PROBLEM DESCRIPTION.
Scan the listing below for the word "TransportReset" and copy every line that has it.
···
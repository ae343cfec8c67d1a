// SPDX-License-Identifier: Apache-2.0 OR MIT
// Copyright (c) 2025-2026 naskel.com

//! Top-level error taxonomy for the session protocol.

use std::fmt;

use crate::session::LoginFailure;
use crate::slot::SlotFailure;

/// Result type used throughout the crate.
pub type Result<T> = core::result::Result<T, Error>;

/// Errors surfaced to callers of the session protocol.
///
/// Mirrors the taxonomy of the wire protocol: most variants carry enough
/// structure for a caller to decide whether to retry, escalate, or give up.
#[derive(Debug)]
pub enum Error {
    /// Unexpected frame kind, CommandSN beyond MaximumCommandSN, a duplicate
    /// sequencer slot, or SlotSN regression. Fatal to the transport that
    /// produced it; the session continues on any other attached transport.
    ProtocolViolation(String),

    /// A send or receive on a transport failed. Recoverable at the session
    /// level via retry over another attached transport.
    TransportReset { detail: String },

    /// Slot-level rejection reported in a CommandResponse.
    SlotFailure(SlotFailure),

    /// Login sequence failed to establish a session or transport.
    LoginFailure(LoginFailure),

    /// Result of a task-management (abort) request.
    TaskMgmt(TaskMgmtStatus),

    /// Application-level failure carried end-to-end in a response.
    ServiceException { code: i32, message: String },

    /// No slot available within the configured admission window.
    SlotTableExhausted,

    /// Command was cancelled locally before being made wire-visible.
    Cancelled,

    /// The session is not in a state that allows the requested operation.
    SessionNotReady,
}

impl fmt::Display for Error {
    fn fmt(&self, f: &mut fmt::Formatter<'_>) -> fmt::Result {
        match self {
            Self::ProtocolViolation(detail) => write!(f, "protocol violation: {detail}"),
            Self::TransportReset { detail } => write!(f, "transport reset: {detail}"),
            Self::SlotFailure(status) => write!(f, "slot failure: {status}"),
            Self::LoginFailure(status) => write!(f, "login failure: {status}"),
            Self::TaskMgmt(status) => write!(f, "task management: {status}"),
            Self::ServiceException { code, message } => {
                write!(f, "service exception {code}: {message}")
            }
            Self::SlotTableExhausted => write!(f, "no slot available"),
            Self::Cancelled => write!(f, "command cancelled before transmission"),
            Self::SessionNotReady => write!(f, "session is not ready for this operation"),
        }
    }
}

impl std::error::Error for Error {}

impl From<SlotFailure> for Error {
    fn from(status: SlotFailure) -> Self {
        Self::SlotFailure(status)
    }
}

impl From<LoginFailure> for Error {
    fn from(status: LoginFailure) -> Self {
        Self::LoginFailure(status)
    }
}

/// Outcome of a task-management (abort) request, per spec §4.5/§7.
#[derive(Debug, Clone, Copy, PartialEq, Eq, Hash)]
pub enum TaskMgmtStatus {
    /// The command had not yet started executing when it was aborted.
    AbortedBeforeStart,
    /// The command was executing when it was aborted.
    AbortedAfterStart,
    /// The command had already completed; the abort was a no-op.
    AlreadyCompleted,
    /// The command's slot failed (eviction, misorder) before it could run.
    AbortedSlotFailure,
}

impl fmt::Display for TaskMgmtStatus {
    fn fmt(&self, f: &mut fmt::Formatter<'_>) -> fmt::Result {
        let s = match self {
            Self::AbortedBeforeStart => "aborted before start",
            Self::AbortedAfterStart => "aborted after start",
            Self::AlreadyCompleted => "already completed",
            Self::AbortedSlotFailure => "aborted (slot failure)",
        };
        f.write_str(s)
    }
}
···
OUTPUT BELOW.
    TransportReset { detail: String },
            Self::TransportReset { detail } => write!(f, "transport reset: {detail}"),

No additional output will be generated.